▶ Data for processing:
══════════════════════════════

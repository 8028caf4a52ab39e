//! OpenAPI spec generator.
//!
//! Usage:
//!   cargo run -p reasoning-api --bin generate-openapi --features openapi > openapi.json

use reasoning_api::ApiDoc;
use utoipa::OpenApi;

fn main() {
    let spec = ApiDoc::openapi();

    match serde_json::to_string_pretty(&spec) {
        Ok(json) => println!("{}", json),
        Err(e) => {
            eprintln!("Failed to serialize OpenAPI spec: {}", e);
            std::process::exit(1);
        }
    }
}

══════════════════════════════

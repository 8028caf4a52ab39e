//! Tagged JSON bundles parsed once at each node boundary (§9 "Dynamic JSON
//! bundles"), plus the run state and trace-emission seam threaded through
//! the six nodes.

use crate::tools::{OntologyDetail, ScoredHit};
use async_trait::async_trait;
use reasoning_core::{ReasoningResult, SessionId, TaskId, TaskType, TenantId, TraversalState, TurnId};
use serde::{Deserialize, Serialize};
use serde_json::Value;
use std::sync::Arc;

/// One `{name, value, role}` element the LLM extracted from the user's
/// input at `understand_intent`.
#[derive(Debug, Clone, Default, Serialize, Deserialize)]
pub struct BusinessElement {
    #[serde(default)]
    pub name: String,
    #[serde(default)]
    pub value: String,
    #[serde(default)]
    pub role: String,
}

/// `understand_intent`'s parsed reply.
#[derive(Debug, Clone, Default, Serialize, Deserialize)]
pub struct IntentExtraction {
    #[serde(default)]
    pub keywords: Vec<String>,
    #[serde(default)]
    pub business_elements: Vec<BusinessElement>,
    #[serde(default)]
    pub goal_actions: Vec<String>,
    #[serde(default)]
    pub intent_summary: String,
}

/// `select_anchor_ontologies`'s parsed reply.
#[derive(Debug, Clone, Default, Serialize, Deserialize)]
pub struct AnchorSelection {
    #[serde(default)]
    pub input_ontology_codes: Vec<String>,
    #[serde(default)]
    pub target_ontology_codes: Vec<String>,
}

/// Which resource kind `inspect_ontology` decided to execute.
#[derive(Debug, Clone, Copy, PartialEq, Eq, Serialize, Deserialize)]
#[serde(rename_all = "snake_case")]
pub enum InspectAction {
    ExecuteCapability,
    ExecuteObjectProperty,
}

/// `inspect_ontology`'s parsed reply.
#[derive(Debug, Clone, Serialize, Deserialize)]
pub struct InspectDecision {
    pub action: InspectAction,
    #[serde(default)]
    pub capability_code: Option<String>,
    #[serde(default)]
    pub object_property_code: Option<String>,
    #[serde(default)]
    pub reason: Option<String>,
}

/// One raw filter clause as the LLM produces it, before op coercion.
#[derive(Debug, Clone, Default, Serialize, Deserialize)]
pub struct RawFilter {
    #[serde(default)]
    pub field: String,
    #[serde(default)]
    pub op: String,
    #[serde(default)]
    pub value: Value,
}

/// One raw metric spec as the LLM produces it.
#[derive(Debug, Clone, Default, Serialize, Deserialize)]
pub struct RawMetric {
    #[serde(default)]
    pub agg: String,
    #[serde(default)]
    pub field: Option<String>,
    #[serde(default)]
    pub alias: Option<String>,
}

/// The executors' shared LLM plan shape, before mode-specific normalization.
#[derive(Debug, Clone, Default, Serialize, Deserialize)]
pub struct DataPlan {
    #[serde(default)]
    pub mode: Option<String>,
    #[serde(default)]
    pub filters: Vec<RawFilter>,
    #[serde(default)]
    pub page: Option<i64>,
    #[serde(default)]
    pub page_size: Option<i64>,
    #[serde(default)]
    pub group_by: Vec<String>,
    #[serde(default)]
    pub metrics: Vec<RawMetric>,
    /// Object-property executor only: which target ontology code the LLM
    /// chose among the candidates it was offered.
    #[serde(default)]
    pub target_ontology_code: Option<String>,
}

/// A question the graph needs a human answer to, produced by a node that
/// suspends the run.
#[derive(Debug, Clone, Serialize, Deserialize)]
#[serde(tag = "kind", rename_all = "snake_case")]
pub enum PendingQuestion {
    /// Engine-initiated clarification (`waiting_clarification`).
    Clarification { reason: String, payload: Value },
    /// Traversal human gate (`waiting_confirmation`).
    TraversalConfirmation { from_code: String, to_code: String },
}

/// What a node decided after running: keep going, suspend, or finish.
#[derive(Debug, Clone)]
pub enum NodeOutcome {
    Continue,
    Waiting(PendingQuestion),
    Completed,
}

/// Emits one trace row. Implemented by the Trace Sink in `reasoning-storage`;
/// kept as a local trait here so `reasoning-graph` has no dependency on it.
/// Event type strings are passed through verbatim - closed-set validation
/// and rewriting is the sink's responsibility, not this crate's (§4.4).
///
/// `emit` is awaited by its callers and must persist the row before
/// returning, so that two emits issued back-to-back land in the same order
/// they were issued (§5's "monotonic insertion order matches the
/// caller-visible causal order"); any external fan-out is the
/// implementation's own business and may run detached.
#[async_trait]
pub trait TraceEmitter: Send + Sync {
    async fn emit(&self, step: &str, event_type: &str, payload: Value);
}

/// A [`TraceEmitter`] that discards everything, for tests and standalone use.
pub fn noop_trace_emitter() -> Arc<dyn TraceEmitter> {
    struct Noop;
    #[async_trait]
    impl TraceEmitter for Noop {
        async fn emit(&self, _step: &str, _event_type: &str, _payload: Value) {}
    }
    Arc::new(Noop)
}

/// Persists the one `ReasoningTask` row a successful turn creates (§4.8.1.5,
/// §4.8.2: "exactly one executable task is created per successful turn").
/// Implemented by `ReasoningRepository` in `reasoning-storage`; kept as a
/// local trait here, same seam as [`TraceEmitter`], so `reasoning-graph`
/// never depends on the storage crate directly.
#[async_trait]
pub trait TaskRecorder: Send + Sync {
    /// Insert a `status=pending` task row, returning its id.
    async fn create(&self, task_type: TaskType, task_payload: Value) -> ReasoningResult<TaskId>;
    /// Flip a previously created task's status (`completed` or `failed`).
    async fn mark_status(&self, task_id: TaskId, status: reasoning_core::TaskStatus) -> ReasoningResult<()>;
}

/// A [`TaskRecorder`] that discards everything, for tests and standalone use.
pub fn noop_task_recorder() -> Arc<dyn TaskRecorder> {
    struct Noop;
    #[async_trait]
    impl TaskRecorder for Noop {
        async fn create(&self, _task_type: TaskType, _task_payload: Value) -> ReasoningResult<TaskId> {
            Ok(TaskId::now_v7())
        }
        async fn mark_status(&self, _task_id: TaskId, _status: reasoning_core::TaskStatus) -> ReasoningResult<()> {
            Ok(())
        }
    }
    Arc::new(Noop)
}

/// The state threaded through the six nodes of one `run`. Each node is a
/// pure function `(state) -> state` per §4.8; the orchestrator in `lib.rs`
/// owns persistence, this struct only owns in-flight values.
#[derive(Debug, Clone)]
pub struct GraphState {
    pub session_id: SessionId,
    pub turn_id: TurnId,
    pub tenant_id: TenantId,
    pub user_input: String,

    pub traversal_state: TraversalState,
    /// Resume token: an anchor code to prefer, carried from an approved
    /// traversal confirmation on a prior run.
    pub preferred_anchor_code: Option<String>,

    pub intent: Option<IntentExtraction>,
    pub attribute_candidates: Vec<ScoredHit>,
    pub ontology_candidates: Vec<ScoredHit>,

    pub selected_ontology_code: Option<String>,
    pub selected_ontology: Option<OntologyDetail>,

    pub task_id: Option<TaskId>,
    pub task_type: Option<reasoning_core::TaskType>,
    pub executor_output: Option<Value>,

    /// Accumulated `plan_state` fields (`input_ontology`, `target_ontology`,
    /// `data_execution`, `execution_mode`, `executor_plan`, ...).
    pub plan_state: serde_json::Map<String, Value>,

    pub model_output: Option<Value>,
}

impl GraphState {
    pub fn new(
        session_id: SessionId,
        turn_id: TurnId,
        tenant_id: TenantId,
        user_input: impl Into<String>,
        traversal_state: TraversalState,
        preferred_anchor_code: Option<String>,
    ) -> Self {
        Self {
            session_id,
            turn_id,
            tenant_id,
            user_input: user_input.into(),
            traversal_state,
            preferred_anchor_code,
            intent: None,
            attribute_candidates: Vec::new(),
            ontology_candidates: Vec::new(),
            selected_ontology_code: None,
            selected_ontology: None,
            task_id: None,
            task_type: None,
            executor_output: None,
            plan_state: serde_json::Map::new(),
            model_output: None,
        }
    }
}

══════════════════════════════

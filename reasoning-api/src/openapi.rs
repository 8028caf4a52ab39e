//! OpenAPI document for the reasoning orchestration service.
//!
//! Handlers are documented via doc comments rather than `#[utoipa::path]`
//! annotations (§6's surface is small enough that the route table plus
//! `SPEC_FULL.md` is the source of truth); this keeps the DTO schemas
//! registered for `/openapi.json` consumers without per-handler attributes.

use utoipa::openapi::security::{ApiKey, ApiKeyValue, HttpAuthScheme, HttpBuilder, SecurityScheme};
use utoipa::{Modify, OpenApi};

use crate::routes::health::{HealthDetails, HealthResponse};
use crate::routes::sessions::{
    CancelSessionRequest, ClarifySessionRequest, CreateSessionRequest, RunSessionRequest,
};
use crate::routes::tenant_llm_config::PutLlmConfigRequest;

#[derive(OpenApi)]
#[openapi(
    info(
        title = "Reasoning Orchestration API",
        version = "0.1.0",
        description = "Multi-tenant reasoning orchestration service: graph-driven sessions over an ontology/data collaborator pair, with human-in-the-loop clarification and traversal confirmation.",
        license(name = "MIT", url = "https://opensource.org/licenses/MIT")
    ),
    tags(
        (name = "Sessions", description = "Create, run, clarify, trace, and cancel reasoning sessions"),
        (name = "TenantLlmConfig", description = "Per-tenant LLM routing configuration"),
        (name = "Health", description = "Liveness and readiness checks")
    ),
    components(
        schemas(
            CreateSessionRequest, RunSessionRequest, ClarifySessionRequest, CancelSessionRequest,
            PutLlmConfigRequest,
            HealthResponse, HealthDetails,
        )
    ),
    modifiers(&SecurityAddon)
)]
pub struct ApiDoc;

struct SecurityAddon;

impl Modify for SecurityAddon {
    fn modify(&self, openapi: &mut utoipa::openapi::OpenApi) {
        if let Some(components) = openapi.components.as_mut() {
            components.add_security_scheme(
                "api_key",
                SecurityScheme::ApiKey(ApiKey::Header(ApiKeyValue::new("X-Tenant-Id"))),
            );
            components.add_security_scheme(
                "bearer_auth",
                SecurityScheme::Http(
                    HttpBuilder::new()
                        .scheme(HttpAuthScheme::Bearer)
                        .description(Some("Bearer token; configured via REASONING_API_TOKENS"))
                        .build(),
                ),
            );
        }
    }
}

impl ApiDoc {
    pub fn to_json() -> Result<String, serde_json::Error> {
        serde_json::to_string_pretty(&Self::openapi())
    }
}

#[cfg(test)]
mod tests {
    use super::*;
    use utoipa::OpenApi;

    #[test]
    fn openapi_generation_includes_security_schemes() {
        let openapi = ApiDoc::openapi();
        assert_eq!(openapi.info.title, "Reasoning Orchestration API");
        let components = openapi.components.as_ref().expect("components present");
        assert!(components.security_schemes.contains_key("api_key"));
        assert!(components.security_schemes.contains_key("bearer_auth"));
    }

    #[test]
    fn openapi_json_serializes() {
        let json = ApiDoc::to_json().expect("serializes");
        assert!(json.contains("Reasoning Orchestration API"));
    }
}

══════════════════════════════

▶ Task objective:
The word to look for is "before"; copy out every line of the entries that holds it.

▶ Written response:
/// One raw filter clause as the LLM produces it, before op coercion.
/// The executors' shared LLM plan shape, before mode-specific normalization.
/// `emit` is awaited by its callers and must persist the row before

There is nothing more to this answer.